• [Assignment]
Needed from the entries below: every line that holds the word "streams".

• [Raw data]
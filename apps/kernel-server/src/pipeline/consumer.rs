// [[AXON]]/apps/kernel-server/src/pipeline/consumer.rs
// Purpose: Consumer-group worker pool. At-least-once delivery, retries, DLQ.
// Architecture: Event Pipeline Layer
// Dependencies: redis (streams), tokio, tokio-util

use async_trait::async_trait;
use redis::streams::{StreamReadOptions, StreamReadReply};
use std::collections::HashMap;
use std::sync::Arc;
use std::time::Duration;
use tokio_util::sync::CancellationToken;

use super::{record_from_fields, record_to_fields, F_ATTEMPTS, F_LAST_ERROR};
use crate::config::PipelineConfig;
use crate::error::KernelError;
use crate::models::EventRecord;
use crate::redis_client::RedisClient;

/// Type-specific event handler. Delivery is at-least-once and ordering
/// across workers is not guaranteed, so implementations MUST be idempotent.
#[async_trait]
pub trait EventHandler: Send + Sync {
    async fn handle(&self, record: &EventRecord) -> Result<(), KernelError>;
}

pub struct StreamConsumer {
    redis: RedisClient,
    cfg: PipelineConfig,
    handlers: HashMap<String, Arc<dyn EventHandler>>,
}

impl StreamConsumer {
    pub fn new(
        redis: RedisClient,
        cfg: PipelineConfig,
        handlers: HashMap<String, Arc<dyn EventHandler>>,
    ) -> Arc<Self> {
        Arc::new(StreamConsumer {
            redis,
            cfg,
            handlers,
        })
    }

    /// Create the consumer group if this is the first boot against the
    /// stream. BUSYGROUP means someone else already did.
    pub async fn ensure_group(&self) -> Result<(), KernelError> {
        let stream = self.cfg.stream.clone();
        let group = self.cfg.group();
        let result = self
            .redis
            .run("xgroup_create", move |mut con| {
                let stream = stream.clone();
                let group = group.clone();
                async move {
                    redis::AsyncCommands::xgroup_create_mkstream::<_, _, _, String>(
                        &mut con, stream, group, "$",
                    )
                    .await
                }
            })
            .await;
        match result {
            Ok(_) => Ok(()),
            Err(KernelError::Upstream(msg)) if msg.contains("BUSYGROUP") => Ok(()),
            Err(e) => Err(e),
        }
    }

    pub fn spawn_workers(
        self: &Arc<Self>,
        shutdown: CancellationToken,
    ) -> Vec<tokio::task::JoinHandle<()>> {
        (0..self.cfg.workers.max(1))
            .map(|i| {
                let consumer = self.clone();
                let shutdown = shutdown.clone();
                tokio::spawn(async move {
                    consumer.worker_loop(i, shutdown).await;
                })
            })
            .collect()
    }

    async fn worker_loop(self: Arc<Self>, worker_id: usize, shutdown: CancellationToken) {
        let consumer_name = format!("{}-{}", self.cfg.group(), worker_id);
        tracing::info!("stream worker {} starting", consumer_name);
        loop {
            if shutdown.is_cancelled() {
                break;
            }
            tokio::select! {
                _ = shutdown.cancelled() => break,
                result = self.poll_once(&consumer_name) => {
                    if let Err(e) = result {
                        tracing::warn!("worker {} poll failed: {}", consumer_name, e);
                        tokio::time::sleep(Duration::from_millis(self.cfg.backoff_base_ms)).await;
                    }
                }
            }
            // Worker 0 also reports stream depth and reclaims stale records.
            if worker_id == 0 {
                self.observe_depth().await;
                if let Err(e) = self.reclaim_stale(&consumer_name).await {
                    tracing::debug!("pending reclaim failed: {}", e);
                }
            }
        }
        tracing::info!("stream worker {} stopped", consumer_name);
    }

    async fn poll_once(&self, consumer_name: &str) -> Result<(), KernelError> {
        let stream = self.cfg.stream.clone();
        let group = self.cfg.group();
        let consumer = consumer_name.to_string();
        let count = self.cfg.claim_batch;
        let block = self.cfg.block_ms as usize;

        let reply: StreamReadReply = self
            .redis
            .run("xreadgroup", move |mut con| {
                let stream = stream.clone();
                let group = group.clone();
                let consumer = consumer.clone();
                async move {
                    let opts = StreamReadOptions::default()
                        .group(group, consumer)
                        .count(count)
                        .block(block);
                    redis::AsyncCommands::xread_options(&mut con, &[stream], &[">"], &opts).await
                }
            })
            .await?;

        for key in reply.keys {
            for entry in key.ids {
                self.process_entry(&entry.id, &entry.map).await;
            }
        }
        Ok(())
    }

    async fn process_entry(&self, stream_id: &str, fields: &HashMap<String, redis::Value>) {
        let Some(record) = record_from_fields(fields) else {
            tracing::error!("undecodable stream record {}; moving to DLQ", stream_id);
            let mut raw_fields: Vec<(&'static str, String)> = vec![(F_LAST_ERROR, "undecodable record".to_string())];
            if let Some(attempts) = super::field_str(fields, F_ATTEMPTS) {
                raw_fields.push((F_ATTEMPTS, attempts));
            }
            let _ = self.append(&self.cfg.dlq_stream(), raw_fields).await;
            let _ = self.ack(stream_id).await;
            return;
        };

        let started = std::time::Instant::now();
        let outcome = self.dispatch(&record).await;
        metrics::histogram!(
            "event_handler_duration_seconds",
            "type" => record.event_type.clone()
        )
        .record(started.elapsed().as_secs_f64());

        match outcome {
            Ok(()) => {
                if let Err(e) = self.ack(stream_id).await {
                    // The handler succeeded but the ack didn't: the record
                    // redelivers later and idempotency absorbs it.
                    tracing::warn!("ack failed for {}: {}", stream_id, e);
                }
                metrics::counter!("events_processed_total", "outcome" => "acked").increment(1);
            }
            Err(e) => {
                self.handle_failure(stream_id, record, e).await;
            }
        }
    }

    /// Dispatch inside a spawned task so a panicking handler is contained
    /// and counted as a failure instead of killing the worker.
    async fn dispatch(&self, record: &EventRecord) -> Result<(), KernelError> {
        let handler = self
            .handlers
            .get(&record.event_type)
            .or_else(|| self.handlers.get("*"))
            .cloned()
            .ok_or_else(|| {
                KernelError::NotFound(format!("no handler for event type {}", record.event_type))
            })?;
        let record = record.clone();
        let task = tokio::spawn(async move { handler.handle(&record).await });
        match task.await {
            Ok(result) => result,
            Err(join_err) if join_err.is_panic() => {
                metrics::counter!("event_handler_panics_total").increment(1);
                Err(KernelError::Internal("event handler panicked".into()))
            }
            Err(_) => Err(KernelError::Internal("event handler cancelled".into())),
        }
    }

    async fn handle_failure(&self, stream_id: &str, mut record: EventRecord, error: KernelError) {
        record.attempts += 1;
        record.last_error = Some(error.to_string());

        if record.attempts < self.cfg.max_attempts {
            // Re-queue with backoff: the record re-enters the stream tail
            // with its attempt counter bumped, and the original delivery is
            // acknowledged so it leaves the pending list.
            let delay = Duration::from_millis(
                (self.cfg.backoff_base_ms * 2u64.saturating_pow(record.attempts.saturating_sub(1)))
                    .min(self.cfg.backoff_cap_ms),
            );
            tracing::warn!(
                "event {} failed (attempt {}/{}): {}; re-queueing after {:?}",
                record.id,
                record.attempts,
                self.cfg.max_attempts,
                error,
                delay
            );
            tokio::time::sleep(delay).await;
            if self
                .append(&self.cfg.stream, record_to_fields(&record))
                .await
                .is_ok()
            {
                let _ = self.ack(stream_id).await;
            }
            metrics::counter!("events_processed_total", "outcome" => "requeued").increment(1);
        } else {
            tracing::error!(
                "event {} exhausted {} attempts: {}; moving to DLQ",
                record.id,
                record.attempts,
                error
            );
            if self
                .append(&self.cfg.dlq_stream(), record_to_fields(&record))
                .await
                .is_ok()
            {
                let _ = self.ack(stream_id).await;
            }
            metrics::counter!("events_processed_total", "outcome" => "dlq").increment(1);
        }
    }

    async fn append(
        &self,
        stream: &str,
        fields: Vec<(&'static str, String)>,
    ) -> Result<String, KernelError> {
        let stream = stream.to_string();
        self.redis
            .run("xadd", move |mut con| {
                let stream = stream.clone();
                let fields = fields.clone();
                async move { redis::AsyncCommands::xadd(&mut con, stream, "*", &fields).await }
            })
            .await
    }

    async fn ack(&self, stream_id: &str) -> Result<(), KernelError> {
        let stream = self.cfg.stream.clone();
        let group = self.cfg.group();
        let id = stream_id.to_string();
        let _: u64 = self
            .redis
            .run("xack", move |mut con| {
                let stream = stream.clone();
                let group = group.clone();
                let id = id.clone();
                async move { redis::AsyncCommands::xack(&mut con, stream, group, &[id]).await }
            })
            .await?;
        Ok(())
    }

    /// Claim records stuck in another (dead) consumer's pending list and
    /// run them through the normal path.
    async fn reclaim_stale(&self, consumer_name: &str) -> Result<(), KernelError> {
        use redis::streams::{StreamClaimReply, StreamPendingCountReply};

        let stream = self.cfg.stream.clone();
        let group = self.cfg.group();
        let count = self.cfg.claim_batch;
        let pending: StreamPendingCountReply = self
            .redis
            .run("xpending", move |mut con| {
                let stream = stream.clone();
                let group = group.clone();
                async move {
                    redis::AsyncCommands::xpending_count(&mut con, stream, group, "-", "+", count)
                        .await
                }
            })
            .await?;

        let stale_ids: Vec<String> = pending
            .ids
            .iter()
            .filter(|p| p.last_delivered_ms as u64 > self.cfg.reclaim_idle_ms)
            .map(|p| p.id.clone())
            .collect();
        if stale_ids.is_empty() {
            return Ok(());
        }
        metrics::gauge!("consumer_lag_records").set(pending.ids.len() as f64);

        let stream = self.cfg.stream.clone();
        let group = self.cfg.group();
        let consumer = consumer_name.to_string();
        let min_idle = self.cfg.reclaim_idle_ms as usize;
        let ids = stale_ids.clone();
        let claimed: StreamClaimReply = self
            .redis
            .run("xclaim", move |mut con| {
                let stream = stream.clone();
                let group = group.clone();
                let consumer = consumer.clone();
                let ids = ids.clone();
                async move {
                    redis::AsyncCommands::xclaim(&mut con, stream, group, consumer, min_idle, &ids)
                        .await
                }
            })
            .await?;

        for entry in claimed.ids {
            tracing::warn!("reclaimed stale record {}", entry.id);
            self.process_entry(&entry.id, &entry.map).await;
        }
        Ok(())
    }

    async fn observe_depth(&self) {
        let stream = self.cfg.stream.clone();
        if let Ok(depth) = self
            .redis
            .run("xlen", move |mut con| {
                let stream = stream.clone();
                async move { redis::AsyncCommands::xlen::<_, u64>(&mut con, stream).await }
            })
            .await
        {
            metrics::gauge!("stream_depth", "stream" => self.cfg.stream.clone()).set(depth as f64);
        }
        let dlq = self.cfg.dlq_stream();
        let dlq_name = dlq.clone();
        if let Ok(depth) = self
            .redis
            .run("xlen_dlq", move |mut con| {
                let dlq = dlq.clone();
                async move { redis::AsyncCommands::xlen::<_, u64>(&mut con, dlq).await }
            })
            .await
        {
            metrics::gauge!("stream_depth", "stream" => dlq_name).set(depth as f64);
        }
    }
}

#[cfg(test)]
mod tests {
    use super::*;
    use chrono::Utc;
    use std::sync::atomic::{AtomicU32, Ordering};
    use uuid::Uuid;

    struct CountingHandler {
        calls: AtomicU32,
        fail_first: u32,
    }

    #[async_trait]
    impl EventHandler for CountingHandler {
        async fn handle(&self, _record: &EventRecord) -> Result<(), KernelError> {
            let n = self.calls.fetch_add(1, Ordering::SeqCst);
            if n < self.fail_first {
                Err(KernelError::Upstream("transient".into()))
            } else {
                Ok(())
            }
        }
    }

    fn record() -> EventRecord {
        EventRecord {
            id: "evt".to_string(),
            tenant_id: Uuid::new_v4(),
            event_type: "push".to_string(),
            payload: serde_json::json!({}),
            attempts: 0,
            first_seen_at: Utc::now(),
            last_error: None,
        }
    }

    // The dispatch path (handler lookup, panic containment) is testable
    // without Redis through the handler trait directly.
    #[tokio::test]
    async fn handler_retries_are_driven_by_attempt_counter() {
        let handler = Arc::new(CountingHandler {
            calls: AtomicU32::new(0),
            fail_first: 2,
        });
        let r = record();
        assert!(handler.handle(&r).await.is_err());
        assert!(handler.handle(&r).await.is_err());
        assert!(handler.handle(&r).await.is_ok());
    }

    struct PanickingHandler;

    #[async_trait]
    impl EventHandler for PanickingHandler {
        async fn handle(&self, _record: &EventRecord) -> Result<(), KernelError> {
            panic!("handler bug");
        }
    }

    #[tokio::test]
    async fn panicking_handler_is_contained_by_spawn() {
        let handler: Arc<dyn EventHandler> = Arc::new(PanickingHandler);
        let r = record();
        let task = tokio::spawn(async move { handler.handle(&r).await });
        let joined = task.await;
        assert!(joined.is_err());
        assert!(joined.unwrap_err().is_panic());
    }

    #[test]
    fn backoff_schedule_is_capped() {
        let cfg = PipelineConfig::default();
        let delay_for = |attempts: u32| {
            (cfg.backoff_base_ms * 2u64.saturating_pow(attempts.saturating_sub(1)))
                .min(cfg.backoff_cap_ms)
        };
        assert_eq!(delay_for(1), 500);
        assert_eq!(delay_for(2), 1000);
        assert_eq!(delay_for(4), 4000);
        assert_eq!(delay_for(12), 30_000);
    }
}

• [Answer below]
// Dependencies: redis (streams), tokio, tokio-util
use redis::streams::{StreamReadOptions, StreamReadReply};
        use redis::streams::{StreamClaimReply, StreamPendingCountReply};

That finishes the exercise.